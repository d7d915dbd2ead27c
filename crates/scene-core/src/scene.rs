//! Scene state machine.
//!
//! [`Scene`] pairs the [`SceneStore`] with the [`HandleAllocator`] and
//! applies one [`Message`] at a time:
//!
//! - Create: rewrites the geometry hint into a unique handle and stores
//!   a new model.
//! - Remove: deletes the model and reclaims its index.
//! - Move / Rotate / Scale: overwrites the matching slot of the model.
//! - anything else: passes through untouched.
//!
//! It is not synchronized; the caller must ensure a single owner.

use crate::error::SceneError;
use crate::handle_allocator::HandleAllocator;
use crate::kind::MessageKind;
use crate::message::Message;
use crate::model::Model;
use crate::scene_store::SceneStore;

/// What applying a message did to the scene.
#[derive(Debug, Clone, PartialEq, Eq)]
pub enum Effect {
    /// A model was created under a freshly allocated handle.
    Created { handle: String },

    /// A model was removed.
    ///
    /// `reclaimed` is the index queued for reuse; `None` when the scene
    /// became empty and the reclaim queue was cleared instead.
    Removed {
        handle: String,
        reclaimed: Option<u64>,
    },

    /// A transform slot of an existing model was overwritten.
    Updated { handle: String, kind: MessageKind },

    /// Unknown kind: no state touched.
    PassedThrough,
}

/// A message after it has been applied, ready to broadcast.
#[derive(Debug, Clone, PartialEq)]
pub struct Applied {
    /// The message to fan out. For Create this carries the rewritten handle.
    pub message: Message,
    pub effect: Effect,
}

#[derive(Debug, Default)]
pub struct Scene {
    store: SceneStore,
    allocator: HandleAllocator,
}

impl Scene {
    /// Create a new, empty scene.
    pub fn new() -> Self {
        Scene::default()
    }

    /// Apply a single message.
    ///
    /// On error the scene is unchanged and the message should not be
    /// broadcast.
    pub fn apply(&mut self, msg: Message) -> Result<Applied, SceneError> {
        match msg.kind {
            MessageKind::Create => Ok(self.apply_create(msg)),
            MessageKind::Remove => self.apply_remove(msg),
            kind if kind.is_transform() => self.apply_transform(msg),
            _ => Ok(Applied {
                message: msg,
                effect: Effect::PassedThrough,
            }),
        }
    }

    // -------------------------------------------------------------------------
    // Internal handlers
    // -------------------------------------------------------------------------

    fn apply_create(&mut self, mut msg: Message) -> Applied {
        let handle = self
            .allocator
            .allocate(&msg.model_handle, self.store.len());
        debug_assert!(!self.store.contains(&handle), "duplicate handle {handle}");

        msg.model_handle = handle.clone();
        self.store.put(handle.clone(), Model::new(msg.clone()));

        Applied {
            message: msg,
            effect: Effect::Created { handle },
        }
    }

    fn apply_remove(&mut self, msg: Message) -> Result<Applied, SceneError> {
        if !self.store.contains(&msg.model_handle) {
            return Err(SceneError::UnknownHandle {
                kind: msg.kind,
                handle: msg.model_handle,
            });
        }

        // Reclaim first so a malformed handle leaves the scene untouched.
        let reclaimed = self
            .allocator
            .reclaim(&msg.model_handle, self.store.len() == 1)?;
        self.store.delete(&msg.model_handle);

        Ok(Applied {
            effect: Effect::Removed {
                handle: msg.model_handle.clone(),
                reclaimed,
            },
            message: msg,
        })
    }

    fn apply_transform(&mut self, msg: Message) -> Result<Applied, SceneError> {
        let Some(model) = self.store.get_mut(&msg.model_handle) else {
            return Err(SceneError::UnknownHandle {
                kind: msg.kind,
                handle: msg.model_handle,
            });
        };

        let effect = Effect::Updated {
            handle: msg.model_handle.clone(),
            kind: msg.kind,
        };
        model.apply_transform(msg.clone());

        Ok(Applied {
            message: msg,
            effect,
        })
    }

    // -------------------------------------------------------------------------
    // Queries
    // -------------------------------------------------------------------------

    /// Every message a newly joined client needs to rebuild the scene:
    /// per model in creation order, create then position / rotation /
    /// scale where set.
    pub fn replay(&self) -> Vec<Message> {
        self.store
            .iter()
            .flat_map(|(_, model)| model.replay_messages().cloned())
            .collect()
    }

    pub fn store(&self) -> &SceneStore {
        &self.store
    }

    pub fn allocator(&self) -> &HandleAllocator {
        &self.allocator
    }

    /// Number of live models.
    pub fn model_count(&self) -> usize {
        self.store.len()
    }
}
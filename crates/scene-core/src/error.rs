//! Error types for the scene state machine.
//!
//! None of these are fatal: the router logs them and carries on with
//! the next message.

use thiserror::Error;

use crate::kind::MessageKind;

#[derive(Debug, Clone, PartialEq, Eq, Error)]
pub enum SceneError {
    /// A Move / Rotate / Scale / Remove addressed a handle that is not live.
    #[error("{kind} for unknown model handle {handle:?}")]
    UnknownHandle { kind: MessageKind, handle: String },

    /// A handle whose numeric index prefix could not be parsed.
    #[error("model handle {0:?} has no numeric index prefix")]
    MalformedHandle(String),
}
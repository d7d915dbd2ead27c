//! Low-level wire types.
//!
//! [`WireMessage`] is the serde mirror of the JSON frame. The integer
//! `messageType` ids are interpreted by `scene_core::MessageKind`.
//!
//! The conversion to and from `scene_core::Message` lives in
//! `json_codec`.

use serde::{Deserialize, Serialize};

/// A JSON frame as it travels over the socket.
///
/// Every field is optional on input (missing means `0` / `""` / `[]`)
/// and always present on output.
#[derive(Debug, Clone, Default, PartialEq, Serialize, Deserialize)]
#[serde(rename_all = "camelCase", default)]
pub struct WireMessage {
    pub message_type: i64,
    pub model_handle: String,
    pub float_array_data: Vec<f64>,
    pub string_data: String,
}
//! The unit of change flowing between clients and the hub.
//!
//! A [`Message`] is **transport-agnostic**: the JSON encoding lives in
//! the `scene-protocol` crate; this module is purely logical.

use crate::kind::MessageKind;

/// One change to the scene, as sent by a client and rebroadcast by the hub.
///
/// - `model_handle`: on Create, a geometry-type hint (e.g. `"cube"`)
///   that the hub rewrites into a unique handle; otherwise the exact
///   handle of a live model.
/// - `float_array_data`: vector payload (position / rotation / scale
///   components, or creation parameters).
/// - `string_data`: free-form auxiliary payload.
#[derive(Debug, Clone, PartialEq)]
pub struct Message {
    pub kind: MessageKind,
    pub model_handle: String,
    pub float_array_data: Vec<f64>,
    pub string_data: String,
}

impl Message {
    /// Generic constructor with an empty string payload.
    pub fn new(kind: MessageKind, model_handle: impl Into<String>, data: Vec<f64>) -> Self {
        Message {
            kind,
            model_handle: model_handle.into(),
            float_array_data: data,
            string_data: String::new(),
        }
    }

    /// Create request for a model of the given geometry type.
    pub fn create(geometry_hint: impl Into<String>, string_data: impl Into<String>) -> Self {
        Message {
            string_data: string_data.into(),
            ..Message::new(MessageKind::Create, geometry_hint, Vec::new())
        }
    }

    pub fn remove(handle: impl Into<String>) -> Self {
        Message::new(MessageKind::Remove, handle, Vec::new())
    }

    pub fn move_to(handle: impl Into<String>, position: Vec<f64>) -> Self {
        Message::new(MessageKind::Move, handle, position)
    }

    pub fn rotate(handle: impl Into<String>, rotation: Vec<f64>) -> Self {
        Message::new(MessageKind::Rotate, handle, rotation)
    }

    pub fn scale(handle: impl Into<String>, scale: Vec<f64>) -> Self {
        Message::new(MessageKind::Scale, handle, scale)
    }

    /// Replace the string payload, builder style.
    pub fn with_string_data(mut self, string_data: impl Into<String>) -> Self {
        self.string_data = string_data.into();
        self
    }
}
//! Registry of connected clients and their outbound channels.
//!
//! Mutated only by the router (join, leave, fan-out failures) and read
//! by the HTTP layer, so every access goes through an async `RwLock`.
//! Iteration follows `ClientId` order.

use std::collections::BTreeMap;
use std::sync::Arc;

use scene_core::Message;
use tokio::sync::RwLock;
use tracing::{debug, warn};

use crate::types::{ClientId, OutboundTx};

#[derive(Debug, Clone, Default)]
pub struct SessionRegistry {
    clients: Arc<RwLock<BTreeMap<ClientId, OutboundTx>>>,
}

impl SessionRegistry {
    pub fn new() -> Self {
        SessionRegistry::default()
    }

    /// Register a client. Replaces any channel already stored under the id.
    pub async fn add(&self, client_id: ClientId, outbound: OutboundTx) {
        let mut guard = self.clients.write().await;
        guard.insert(client_id, outbound);
    }

    /// Deregister a client. Returns whether it was registered.
    pub async fn remove(&self, client_id: ClientId) -> bool {
        let mut guard = self.clients.write().await;
        guard.remove(&client_id).is_some()
    }

    pub async fn contains(&self, client_id: ClientId) -> bool {
        self.clients.read().await.contains_key(&client_id)
    }

    pub async fn len(&self) -> usize {
        self.clients.read().await.len()
    }

    pub async fn is_empty(&self) -> bool {
        self.clients.read().await.is_empty()
    }

    /// Apply `f` to every registered channel.
    ///
    /// Channels for which `f` fails are removed once iteration is done.
    /// Returns the number of channels `f` succeeded on.
    pub async fn for_each<F, E>(&self, mut f: F) -> usize
    where
        F: FnMut(ClientId, &OutboundTx) -> Result<(), E>,
        E: std::fmt::Display,
    {
        let mut failed = Vec::new();
        let mut delivered = 0;
        {
            let guard = self.clients.read().await;
            for (&client_id, tx) in guard.iter() {
                match f(client_id, tx) {
                    Ok(()) => delivered += 1,
                    Err(e) => {
                        warn!(%client_id, error = %e, "dropping client after failed send");
                        failed.push(client_id);
                    }
                }
            }
        }

        if !failed.is_empty() {
            let mut guard = self.clients.write().await;
            for client_id in &failed {
                guard.remove(client_id);
            }
        }

        delivered
    }

    /// Queue `msg` for every registered client.
    ///
    /// A client whose queue is closed (its writer has gone away) is
    /// dropped from the registry and does not get later broadcasts.
    pub async fn broadcast(&self, msg: &Message) -> usize {
        let delivered = self
            .for_each(|_, tx| tx.send(msg.clone()).map_err(|_| "outbound queue closed"))
            .await;
        debug!(kind = %msg.kind, handle = %msg.model_handle, delivered, "broadcast message");
        delivered
    }
}

#[cfg(test)]
mod tests {
    use super::*;
    use tokio::sync::mpsc;

    use crate::types::OutboundRx;

    fn channel() -> (OutboundTx, OutboundRx) {
        mpsc::unbounded_channel()
    }

    #[tokio::test]
    async fn add_and_remove() {
        let registry = SessionRegistry::new();
        let (tx, _rx) = channel();

        registry.add(ClientId(1), tx).await;
        assert!(registry.contains(ClientId(1)).await);
        assert_eq!(registry.len().await, 1);

        assert!(registry.remove(ClientId(1)).await);
        assert!(!registry.remove(ClientId(1)).await);
        assert!(registry.is_empty().await);
    }

    #[tokio::test]
    async fn broadcast_reaches_every_client() {
        let registry = SessionRegistry::new();
        let (tx1, mut rx1) = channel();
        let (tx2, mut rx2) = channel();
        registry.add(ClientId(1), tx1).await;
        registry.add(ClientId(2), tx2).await;

        let msg = Message::move_to("0 - cube", vec![1.0, 2.0, 3.0]);
        assert_eq!(registry.broadcast(&msg).await, 2);

        assert_eq!(rx1.try_recv().ok(), Some(msg.clone()));
        assert_eq!(rx2.try_recv().ok(), Some(msg));
    }

    #[tokio::test]
    async fn closed_client_is_dropped_and_skipped_afterwards() {
        let registry = SessionRegistry::new();
        let (tx1, rx1) = channel();
        let (tx2, mut rx2) = channel();
        registry.add(ClientId(1), tx1).await;
        registry.add(ClientId(2), tx2).await;
        drop(rx1);

        let first = Message::remove("0 - cube");
        assert_eq!(registry.broadcast(&first).await, 1);
        assert!(!registry.contains(ClientId(1)).await);
        assert_eq!(rx2.try_recv().ok(), Some(first));

        let second = Message::create("cube", "");
        assert_eq!(registry.broadcast(&second).await, 1);
        assert_eq!(registry.len().await, 1);
    }

    #[tokio::test]
    async fn for_each_visits_in_client_id_order() {
        let registry = SessionRegistry::new();
        let mut receivers = Vec::new();
        for id in [3, 1, 2] {
            let (tx, rx) = channel();
            registry.add(ClientId(id), tx).await;
            receivers.push(rx);
        }

        let mut seen = Vec::new();
        let visited = registry
            .for_each(|client_id, _| {
                seen.push(client_id.0);
                Ok::<(), &str>(())
            })
            .await;

        assert_eq!(visited, 3);
        assert_eq!(seen, vec![1, 2, 3]);
    }

    #[tokio::test]
    async fn for_each_failure_removes_only_that_client() {
        let registry = SessionRegistry::new();
        let (tx1, _rx1) = channel();
        let (tx2, _rx2) = channel();
        registry.add(ClientId(1), tx1).await;
        registry.add(ClientId(2), tx2).await;

        let visited = registry
            .for_each(|client_id, _| {
                if client_id == ClientId(2) {
                    Err("boom")
                } else {
                    Ok(())
                }
            })
            .await;

        assert_eq!(visited, 1);
        assert!(registry.contains(ClientId(1)).await);
        assert!(!registry.contains(ClientId(2)).await);
    }

    #[tokio::test]
    async fn broadcast_to_empty_registry() {
        let registry = SessionRegistry::new();
        // Should not panic
        assert_eq!(registry.broadcast(&Message::remove("0 - cube")).await, 0);
    }
}
//! scene-core
//!
//! Pure scene synchronization state:
//! - messages and their kinds
//! - per-object model records
//! - the handle → model store
//! - unique handle allocation with index reuse
//! - the scene state machine tying them together

pub mod kind;
pub mod message;
pub mod model;
pub mod scene_store;
pub mod handle_allocator;
pub mod scene;
pub mod error;

pub use kind::MessageKind;
pub use message::Message;
pub use model::Model;
pub use scene_store::SceneStore;
pub use handle_allocator::{compose_handle, parse_index, HandleAllocator, HANDLE_DELIMITER};
pub use scene::{Applied, Effect, Scene};
pub use error::SceneError;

- [The problem]: Find and copy each line in the material above where the string "registered" occurs.

- [Solution below]:
    /// Deregister a client. Returns whether it was registered.
    /// Apply `f` to every registered channel.
    /// Queue `msg` for every registered client.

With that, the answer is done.